Ik heet de initiatiefnemers, mevrouw Ypma, de heer Voordewind en de heer Rog, van harte welkom. Zij worden bij de verdediging van het initiatiefwetsvoorstel in vak-K ondersteund door mevrouw Koster, beleidsmedewerker van het CDA, de heer Stuij van het Dienstencentrum GVO en HVO — dat staat voor godsdienstig vormingsonderwijs en humanistisch vormingsonderwijs — de heer Mentink, hoogleraar onderwijsrecht, en de heer Haans, beleidsmedewerker van de PvdA-fractie, die later op de avond zal worden vervangen door de heer De Vries van de Theologische Universiteit Kampen. Tevens heet ik de staatssecretaris van Onderwijs, Cultuur en Wetenschap wederom welkom. Hij zal bij de behandeling van dit wetsvoorstel optreden als adviseur van de Kamer. Vanavond is het antwoord in eerste termijn van de initiatiefnemers aan de orde. Ik geef als eerste graag het woord aan mevrouw Ypma. 

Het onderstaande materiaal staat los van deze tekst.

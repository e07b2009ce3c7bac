//! Broker readiness guard.
//!
//! Blocks consumer startup until the broker accepts connections, the command
//! topic exists, and a trial subscription gets a partition assignment. Every
//! attempt runs the full check sequence; a failure at any step schedules a
//! retry after a fixed interval.

use std::time::Duration;

use thiserror::Error;
use tokio::net::TcpStream;
use tracing::{info, instrument};

/// Topic layout requested when the command topic has to be created.
#[derive(Debug, Clone, PartialEq, Eq)]
pub struct TopicSpec {
    pub name: String,
    pub partitions: i32,
    pub replication: i32,
}

#[derive(Debug, Clone, PartialEq, Eq, Error)]
pub enum ProbeError {
    #[error("broker unreachable at {address}: {reason}")]
    Unreachable { address: String, reason: String },

    #[error("metadata request failed: {0}")]
    Metadata(String),

    #[error("topic creation failed: {0}")]
    CreateTopic(String),

    #[error("trial subscription failed: {0}")]
    Subscription(String),

    #[error("no partitions assigned for topic {0}")]
    NoAssignment(String),
}

/// The individual checks a readiness attempt is made of.
#[async_trait::async_trait]
pub trait BrokerProbe: Send + Sync {
    /// Raw network reachability of the bootstrap broker.
    async fn check_reachable(&self) -> Result<(), ProbeError>;

    /// Whether the broker's metadata lists `topic`.
    async fn topic_exists(&self, topic: &str) -> Result<bool, ProbeError>;

    /// Create the topic. A topic that already exists is not an error.
    async fn create_topic(&self, spec: &TopicSpec) -> Result<(), ProbeError>;

    /// Subscribe with a throwaway consumer and return how many partitions
    /// it was assigned.
    async fn trial_assignment(&self, topic: &str) -> Result<usize, ProbeError>;
}

#[derive(Debug, Clone, PartialEq, Eq)]
pub struct ReadinessPolicy {
    pub max_attempts: u32,
    pub retry_interval: Duration,
    /// Pause after creating the topic so metadata reaches every broker.
    pub propagation_delay: Duration,
    pub connect_timeout: Duration,
}

impl Default for ReadinessPolicy {
    fn default() -> Self {
        Self {
            max_attempts: 30,
            retry_interval: Duration::from_secs(5),
            propagation_delay: Duration::from_secs(2),
            connect_timeout: Duration::from_secs(2),
        }
    }
}

#[derive(Debug, Clone, PartialEq, Eq)]
pub struct Ready {
    /// 1-based attempt that passed.
    pub attempts: u32,
    /// Whether this guard created the topic.
    pub topic_created: bool,
}

#[derive(Debug, Clone, PartialEq, Eq, Error)]
#[error("broker not ready after {attempts} attempts: {last_error}")]
pub struct Unavailable {
    pub attempts: u32,
    pub last_error: ProbeError,
}

pub struct ReadinessGuard<P> {
    probe: P,
    topic: TopicSpec,
    policy: ReadinessPolicy,
}

impl<P> ReadinessGuard<P>
where
    P: BrokerProbe,
{
    pub fn new(probe: P, topic: TopicSpec, policy: ReadinessPolicy) -> Self {
        Self {
            probe,
            topic,
            policy,
        }
    }

    pub fn policy(&self) -> &ReadinessPolicy {
        &self.policy
    }

    /// Retry the check sequence until it passes or attempts run out.
    #[instrument(skip(self), fields(topic = %self.topic.name, max_attempts = self.policy.max_attempts))]
    pub async fn await_ready(&self) -> Result<Ready, Unavailable> {
        let max_attempts = self.policy.max_attempts.max(1);
        let mut topic_created = false;
        let mut last_error = None;

        for attempt in 1..=max_attempts {
            match self.attempt(&mut topic_created).await {
                Ok(partitions) => {
                    info!(attempt, partitions, topic_created, "broker ready");
                    return Ok(Ready {
                        attempts: attempt,
                        topic_created,
                    });
                }
                Err(err) => {
                    info!(attempt, max_attempts, error = %err, "broker not ready yet");
                    last_error = Some(err);
                    if attempt < max_attempts {
                        tokio::time::sleep(self.policy.retry_interval).await;
                    }
                }
            }
        }

        Err(Unavailable {
            attempts: max_attempts,
            last_error: last_error.unwrap_or_else(|| ProbeError::NoAssignment(self.topic.name.clone())),
        })
    }

    async fn attempt(&self, topic_created: &mut bool) -> Result<usize, ProbeError> {
        self.probe.check_reachable().await?;

        if !self.probe.topic_exists(&self.topic.name).await? {
            self.probe.create_topic(&self.topic).await?;
            *topic_created = true;
            info!(
                topic = %self.topic.name,
                partitions = self.topic.partitions,
                replication = self.topic.replication,
                "created command topic"
            );
            tokio::time::sleep(self.policy.propagation_delay).await;
        }

        let partitions = self.probe.trial_assignment(&self.topic.name).await?;
        if partitions == 0 {
            return Err(ProbeError::NoAssignment(self.topic.name.clone()));
        }
        Ok(partitions)
    }
}

/// Open (and immediately drop) a TCP connection to `address`.
pub async fn tcp_reachable(address: &str, timeout: Duration) -> Result<(), ProbeError> {
    let unreachable = |reason: String| ProbeError::Unreachable {
        address: address.to_string(),
        reason,
    };

    match tokio::time::timeout(timeout, TcpStream::connect(address)).await {
        Ok(Ok(_stream)) => Ok(()),
        Ok(Err(err)) => Err(unreachable(err.to_string())),
        Err(_) => Err(unreachable(format!("connect timed out after {timeout:?}"))),
    }
}

#[cfg(test)]
mod tests {
    use super::*;
    use std::sync::Mutex;
    use std::sync::atomic::{AtomicU32, Ordering};

    /// Probe whose broker comes up after `down_for` reachability checks.
    #[derive(Default)]
    struct ScriptedProbe {
        down_for: u32,
        topic_present: Mutex<bool>,
        empty_assignments: AtomicU32,
        metadata_failures: AtomicU32,
        create_failures: AtomicU32,
        reach_calls: AtomicU32,
        create_calls: AtomicU32,
    }

    #[async_trait::async_trait]
    impl BrokerProbe for ScriptedProbe {
        async fn check_reachable(&self) -> Result<(), ProbeError> {
            let call = self.reach_calls.fetch_add(1, Ordering::SeqCst);
            if call < self.down_for {
                return Err(ProbeError::Unreachable {
                    address: "kafka:9092".to_string(),
                    reason: "connection refused".to_string(),
                });
            }
            Ok(())
        }

        async fn topic_exists(&self, _topic: &str) -> Result<bool, ProbeError> {
            if take_one(&self.metadata_failures) {
                return Err(ProbeError::Metadata("request timed out".to_string()));
            }
            Ok(*self.topic_present.lock().unwrap())
        }

        async fn create_topic(&self, _spec: &TopicSpec) -> Result<(), ProbeError> {
            self.create_calls.fetch_add(1, Ordering::SeqCst);
            if take_one(&self.create_failures) {
                return Err(ProbeError::CreateTopic("broker not available".to_string()));
            }
            *self.topic_present.lock().unwrap() = true;
            Ok(())
        }

        async fn trial_assignment(&self, _topic: &str) -> Result<usize, ProbeError> {
            let empty = self.empty_assignments.load(Ordering::SeqCst);
            if empty > 0 {
                self.empty_assignments.store(empty - 1, Ordering::SeqCst);
                return Ok(0);
            }
            Ok(1)
        }
    }

    fn take_one(counter: &AtomicU32) -> bool {
        counter
            .fetch_update(Ordering::SeqCst, Ordering::SeqCst, |n| n.checked_sub(1))
            .is_ok()
    }

    fn topic() -> TopicSpec {
        TopicSpec {
            name: "products".to_string(),
            partitions: 1,
            replication: 1,
        }
    }

    fn fast_policy(max_attempts: u32) -> ReadinessPolicy {
        ReadinessPolicy {
            max_attempts,
            retry_interval: Duration::ZERO,
            propagation_delay: Duration::ZERO,
            connect_timeout: Duration::from_millis(200),
        }
    }

    #[tokio::test]
    async fn gives_up_after_exactly_max_attempts() {
        let probe = ScriptedProbe {
            down_for: u32::MAX,
            ..Default::default()
        };
        let guard = ReadinessGuard::new(probe, topic(), fast_policy(4));

        let err = guard.await_ready().await.unwrap_err();

        assert_eq!(err.attempts, 4);
        assert!(matches!(err.last_error, ProbeError::Unreachable { .. }));
        assert_eq!(guard.probe.reach_calls.load(Ordering::SeqCst), 4);
    }

    #[tokio::test]
    async fn ready_as_soon_as_all_steps_pass() {
        let probe = ScriptedProbe {
            down_for: 2,
            ..Default::default()
        };
        let guard = ReadinessGuard::new(probe, topic(), fast_policy(30));

        let ready = guard.await_ready().await.unwrap();

        assert_eq!(ready, Ready { attempts: 3, topic_created: true });
        assert_eq!(guard.probe.create_calls.load(Ordering::SeqCst), 1);
    }

    #[tokio::test]
    async fn existing_topic_is_not_recreated() {
        let probe = ScriptedProbe {
            topic_present: Mutex::new(true),
            ..Default::default()
        };
        let guard = ReadinessGuard::new(probe, topic(), fast_policy(30));

        let ready = guard.await_ready().await.unwrap();

        assert_eq!(ready, Ready { attempts: 1, topic_created: false });
        assert_eq!(guard.probe.create_calls.load(Ordering::SeqCst), 0);
    }

    #[tokio::test]
    async fn empty_assignment_triggers_retry() {
        let probe = ScriptedProbe {
            topic_present: Mutex::new(true),
            empty_assignments: AtomicU32::new(1),
            ..Default::default()
        };
        let guard = ReadinessGuard::new(probe, topic(), fast_policy(30));

        let ready = guard.await_ready().await.unwrap();
        assert_eq!(ready.attempts, 2);
    }

    #[tokio::test]
    async fn metadata_failure_triggers_retry() {
        let probe = ScriptedProbe {
            topic_present: Mutex::new(true),
            metadata_failures: AtomicU32::new(1),
            ..Default::default()
        };
        let guard = ReadinessGuard::new(probe, topic(), fast_policy(30));

        let ready = guard.await_ready().await.unwrap();

        assert_eq!(ready, Ready { attempts: 2, topic_created: false });
    }

    #[tokio::test]
    async fn failed_topic_creation_is_retried() {
        let probe = ScriptedProbe {
            create_failures: AtomicU32::new(1),
            ..Default::default()
        };
        let guard = ReadinessGuard::new(probe, topic(), fast_policy(30));

        let ready = guard.await_ready().await.unwrap();

        assert_eq!(ready, Ready { attempts: 2, topic_created: true });
        assert_eq!(guard.probe.create_calls.load(Ordering::SeqCst), 2);
    }

    #[tokio::test]
    async fn tcp_probe_reports_listener_state() {
        let listener = tokio::net::TcpListener::bind("127.0.0.1:0").await.unwrap();
        let address = listener.local_addr().unwrap().to_string();

        tcp_reachable(&address, Duration::from_secs(1)).await.unwrap();

        drop(listener);
        let err = tcp_reachable(&address, Duration::from_secs(1)).await.unwrap_err();
        assert!(matches!(err, ProbeError::Unreachable { .. }));
    }
}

De algemene beraadslaging wordt hervat. 

Mevrouw Ypma (PvdA):

Hartelijk dank, voorzitter. Het is een eer om hier te mogen staan en om samen met collega Rog en collega Voordewind dit wetsvoorstel te mogen verdedigen. Mede namens collega Rog en collega Voordewind dank ik de Kamer hartelijk voor de grondige aandacht die zij aan ons wetsvoorstel heeft besteed. In het bijzonder danken wij de leden die al in hun eerste termijn hebben toegezegd ons wetsvoorstel te steunen. Alle vragen zullen wij graag beantwoorden. Ik doe dat door eerst iets te zeggen over de lessen zelf, de grondrechten, de voorgeschiedenis en artikel 50 en artikel 51 van de Wet op het primair onderwijs. Collega Rog zal ingaan op de financiering. Collega Voordewind zal ingaan op het personeel en het verschil tussen vakleerkrachten en groepsleerkrachten. 

Ik wil eerst iets zeggen over de lessen zelf, over de kinderen en de docenten voor wie wij het allemaal doen. Vanochtend was ik weer op de school van mijn kinderen. Ter voorbereiding van het debat hier vanavond schoof ik aan bij de les humanistisch vormend onderwijs in groep vijf en groep zes. Het onderwerp van de les was: op weg naar het kerstfeest. Juffrouw Monique Schreuder ging met de kinderen in gesprek over de oorsprong van het kerstfeest. Ze vertelde een mooi verhaal: "Heel vroeger waren de mensen bang rondom deze maanden, omdat het steeds donkerder wordt, de dagen steeds korter duren en de nachten steeds langer. Ze waren bang dat de wereld alsmaar donkerder zou worden. Ze waren dan ook erg blij als het weer wat lichter werd. Dat vierden ze met een heel groot feest. Ze vierden de ommekeer van het licht door met elkaar vuren aan te steken en het vlees op te eten dat ze nu gelukkig niet meer hoefden te bewaren. Daar komen het lekker eten en de lichtjes met kerst vandaan en daar komen ook de kerstbomen vandaan, want ze vierden ook dat de bomen weer groen werden en niet donker." 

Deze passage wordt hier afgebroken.